#### [YOUR ASSIGNMENT]
I need every line that includes the word "commands" copied from the material.
Top of MATERIAL FOR THIS EXERCISE
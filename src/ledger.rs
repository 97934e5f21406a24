//! Persistent usage statistics ledger
//!
//! Accumulates message counts, token totals, and estimated cost across a
//! session, persisting after every update through an injected store. The
//! store is last-write-wins with no cross-process coordination; a single
//! writer is assumed.
//!
//! User messages count toward message totals only. Tokens and cost are
//! accumulated for assistant messages alone, matching the accounting of
//! the backend this client talks to.

use crate::config::UsageConfig;
use crate::error::Result;
use crate::pricing::{estimate_cost, estimate_tokens_from_chars};
use crate::session::ChatMessage;
use serde::{Deserialize, Serialize};
use std::collections::HashMap;

/// Accumulated usage statistics for a session
///
/// Invariant: `total_messages == user_messages + ai_messages` after any
/// sequence of record calls.
#[derive(Debug, Clone, Default, PartialEq, Serialize, Deserialize)]
pub struct UsageStats {
    /// All recorded messages
    pub total_messages: u64,
    /// Messages typed by the user
    pub user_messages: u64,
    /// Messages produced by the assistant
    pub ai_messages: u64,
    /// Running token total across assistant messages
    pub total_tokens: u64,
    /// Running estimated cost in USD
    pub estimated_cost: f64,
    /// Per-model usage counts (model identifier to message count)
    #[serde(default)]
    pub models_used: HashMap<String, u64>,
}

/// Persistence seam for [`UsageStats`]
///
/// Injected rather than global so tests can substitute an in-memory
/// double and the application can own exactly one writer.
pub trait StatsStore: Send {
    /// Load previously persisted stats, if any
    fn load(&self) -> Result<Option<UsageStats>>;

    /// Persist the full stats structure (last write wins)
    fn save(&self, stats: &UsageStats) -> Result<()>;
}

/// Usage ledger combining stats, pricing, and a persistence store
pub struct UsageLedger {
    stats: UsageStats,
    store: Box<dyn StatsStore>,
    prefer_authoritative_usage: bool,
    chars_per_token: usize,
}

impl UsageLedger {
    /// Create a ledger, loading persisted stats from the store
    ///
    /// Missing persisted state starts the ledger at zero.
    pub fn load(store: Box<dyn StatsStore>, usage: &UsageConfig) -> Result<Self> {
        let stats = store.load()?.unwrap_or_default();
        Ok(Self {
            stats,
            store,
            prefer_authoritative_usage: usage.prefer_authoritative_usage,
            chars_per_token: usage.chars_per_token,
        })
    }

    /// Current statistics
    pub fn stats(&self) -> &UsageStats {
        &self.stats
    }

    /// Record a user message
    ///
    /// Increments the message counters only. User-side tokens are not
    /// counted and do not contribute to the cost total.
    pub fn record_user_message(&mut self, _text: &str) -> Result<()> {
        self.stats.user_messages += 1;
        self.stats.total_messages += 1;
        self.store.save(&self.stats)
    }

    /// Record a completed assistant message
    ///
    /// Token and cost accumulation prefers the authoritative usage rows
    /// attached to the message. The character heuristic is a fallback for
    /// turns where no usage breakdown arrived (estimating completion
    /// tokens only, since the prompt size is unknown); the two sources are
    /// never blended within one message.
    ///
    /// # Arguments
    ///
    /// * `message` - The finalized assistant message
    /// * `model` - Model the request was sent to (used for the per-model
    ///   count and as the pricing fallback)
    pub fn record_ai_message(&mut self, message: &ChatMessage, model: &str) -> Result<()> {
        self.stats.ai_messages += 1;
        self.stats.total_messages += 1;
        *self.stats.models_used.entry(model.to_string()).or_insert(0) += 1;

        let usage_rows = message
            .metadata
            .as_ref()
            .map(|m| m.usage_breakdown.as_slice())
            .unwrap_or(&[]);

        if self.prefer_authoritative_usage && !usage_rows.is_empty() {
            for row in usage_rows {
                self.stats.total_tokens += row.total_tokens;
                self.stats.estimated_cost +=
                    estimate_cost(&row.model, row.prompt_tokens, row.completion_tokens);
            }
        } else {
            let estimated = estimate_tokens_from_chars(&message.content, self.chars_per_token);
            self.stats.total_tokens += estimated;
            self.stats.estimated_cost += estimate_cost(model, 0, estimated);
        }

        metrics::histogram!("chat_tokens_consumed", self.stats.total_tokens as f64);

        self.store.save(&self.stats)
    }

    /// Reset all counters to zero and persist the empty state
    ///
    /// Confirmation is the caller's responsibility; the CLI prompts before
    /// invoking this.
    pub fn reset(&mut self) -> Result<()> {
        tracing::info!("resetting usage statistics");
        self.stats = UsageStats::default();
        self.store.save(&self.stats)
    }
}
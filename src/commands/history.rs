//! Conversation history commands

use crate::cli::HistoryCommand;
use crate::error::Result;
use crate::session::Role;
use crate::storage::SqliteStore;
use colored::Colorize;
use prettytable::{format, Table};

/// Handle history commands
pub fn handle_history(command: HistoryCommand, store: SqliteStore) -> Result<()> {
    match command {
        HistoryCommand::List => {
            let conversations = store.list_conversations()?;

            if conversations.is_empty() {
                println!("{}", "No cached conversations.".yellow());
                return Ok(());
            }

            let mut table = Table::new();
            table.set_format(*format::consts::FORMAT_BORDERS_ONLY);
            table.add_row(prettytable::row![
                "ID".bold(),
                "Title".bold(),
                "Model".bold(),
                "Messages".bold(),
                "Last Updated".bold()
            ]);

            for convo in conversations {
                let id_short = convo.id.chars().take(8).collect::<String>();
                let title = if convo.title.chars().count() > 40 {
                    let head: String = convo.title.chars().take(37).collect();
                    format!("{}...", head)
                } else {
                    convo.title
                };
                let model = convo.model.unwrap_or_else(|| "-".to_string());
                let updated = convo.updated_at.format("%Y-%m-%d %H:%M").to_string();

                table.add_row(prettytable::row![
                    id_short.cyan(),
                    title,
                    model,
                    convo.message_count,
                    updated
                ]);
            }

            println!("\nCached Conversations:");
            table.printstd();
            println!();
            println!(
                "Use {} to resume one.",
                "chatledger chat --resume <ID>".cyan()
            );
            println!();
        }
        HistoryCommand::Show { id } => match store.load_conversation(&id)? {
            Some((full_id, title, model, messages)) => {
                println!("\n{} ({})", title.bold(), full_id.dimmed());
                if let Some(model) = model {
                    println!("Model: {}\n", model.cyan());
                } else {
                    println!();
                }

                for message in messages {
                    let label = match message.role {
                        Role::User => "user".green(),
                        Role::Assistant => "assistant".blue(),
                    };
                    println!("{}: {}\n", label, message.content);
                }
            }
            None => {
                println!("{}", format!("No conversation matching {}", id).yellow());
            }
        },
        HistoryCommand::Delete { id } => {
            store.delete_conversation(&id)?;
            println!("{}", format!("Deleted conversation {}", id).green());
        }
    }

    Ok(())
}
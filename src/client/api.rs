//! HTTP client for the chat-completion endpoint
//!
//! The endpoint accepts a POST with a JSON body (camelCase field names) and
//! answers with a line-framed `data:` stream terminated by `[DONE]`. A
//! non-2xx status fails the whole request; there is no richer error
//! envelope to decode.

use crate::config::ApiConfig;
use crate::error::{ChatLedgerError, Result};
use crate::session::ChatMessage;
use async_trait::async_trait;
use bytes::Bytes;
use futures::stream::BoxStream;
use serde::Serialize;
use std::time::Duration;

/// Byte stream of the completion response body
///
/// Chunk errors are already converted to [`ChatLedgerError::Transport`] by
/// the backend, so consumers never see transport-library error types.
pub type ByteStream = BoxStream<'static, Result<Bytes>>;

/// Request body for the completion endpoint
#[derive(Debug, Clone, Serialize)]
#[serde(rename_all = "camelCase")]
pub struct CompletionRequest {
    /// The new user message
    pub message: String,
    /// Model identifier
    pub model: String,
    /// Sampling temperature
    #[serde(skip_serializing_if = "Option::is_none")]
    pub temperature: Option<f64>,
    /// Maximum completion tokens
    #[serde(skip_serializing_if = "Option::is_none")]
    pub max_tokens: Option<u32>,
    /// Optional system prompt
    #[serde(skip_serializing_if = "Option::is_none")]
    pub system_prompt: Option<String>,
    /// Whether the endpoint may execute tools
    #[serde(skip_serializing_if = "Option::is_none")]
    pub enable_tools: Option<bool>,
    /// Prior messages of the conversation
    pub conversation_history: Vec<ChatMessage>,
}

impl CompletionRequest {
    /// Build a request from the configured defaults and the new message
    ///
    /// # Arguments
    ///
    /// * `api` - Endpoint configuration providing model and sampling defaults
    /// * `message` - The new user message
    /// * `history` - Conversation history to send along
    pub fn from_config(api: &ApiConfig, message: impl Into<String>, history: Vec<ChatMessage>) -> Self {
        Self {
            message: message.into(),
            model: api.model.clone(),
            temperature: Some(api.temperature),
            max_tokens: Some(api.max_tokens),
            system_prompt: api.system_prompt.clone(),
            enable_tools: Some(api.enable_tools),
            conversation_history: history,
        }
    }
}

/// Backend capable of opening a completion stream
///
/// The session driver talks to this trait rather than to `reqwest`
/// directly, which keeps turn logic testable with scripted streams.
#[async_trait]
pub trait CompletionBackend: Send + Sync {
    /// Open a completion stream for the given request
    ///
    /// # Errors
    ///
    /// Returns an error on connection failure or a non-2xx status; the
    /// whole request is considered failed in either case.
    async fn stream_completion(&self, request: &CompletionRequest) -> Result<ByteStream>;
}

/// HTTP completion client
///
/// Owns a `reqwest::Client` and the endpoint URL. One instance is shared
/// for the lifetime of a chat session.
#[derive(Debug, Clone)]
pub struct CompletionClient {
    http: reqwest::Client,
    endpoint: String,
}

impl CompletionClient {
    /// Create a client for the configured endpoint
    ///
    /// # Errors
    ///
    /// Returns an error if the underlying HTTP client cannot be built.
    pub fn new(api: &ApiConfig) -> Result<Self> {
        let http = reqwest::Client::builder()
            .timeout(Duration::from_secs(api.timeout_seconds))
            .build()
            .map_err(|e| ChatLedgerError::Transport(format!("failed to build client: {}", e)))?;

        Ok(Self {
            http,
            endpoint: api.endpoint.clone(),
        })
    }

    /// The endpoint URL this client posts to
    pub fn endpoint(&self) -> &str {
        &self.endpoint
    }
}

#[async_trait]
impl CompletionBackend for CompletionClient {
    async fn stream_completion(&self, request: &CompletionRequest) -> Result<ByteStream> {
        use futures::StreamExt;

        tracing::debug!(endpoint = %self.endpoint, model = %request.model, "posting completion request");

        let response = self
            .http
            .post(&self.endpoint)
            .json(request)
            .send()
            .await
            .map_err(|e| ChatLedgerError::Transport(format!("request failed: {}", e)))?;

        let status = response.status();
        if !status.is_success() {
            let message = response.text().await.unwrap_or_default();
            return Err(ChatLedgerError::CompletionStatus {
                status: status.as_u16(),
                message,
            }
            .into());
        }

        let stream = response.bytes_stream().map(|chunk| {
            chunk.map_err(|e| ChatLedgerError::Transport(format!("stream read failed: {}", e)).into())
        });

        Ok(stream.boxed())
    }
}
Bottom of MATERIAL FOR THIS EXERCISE
#### [RESULT OF THIS TASK]
filename src/commands/history.rs
//! Conversation history commands
/// Handle history commands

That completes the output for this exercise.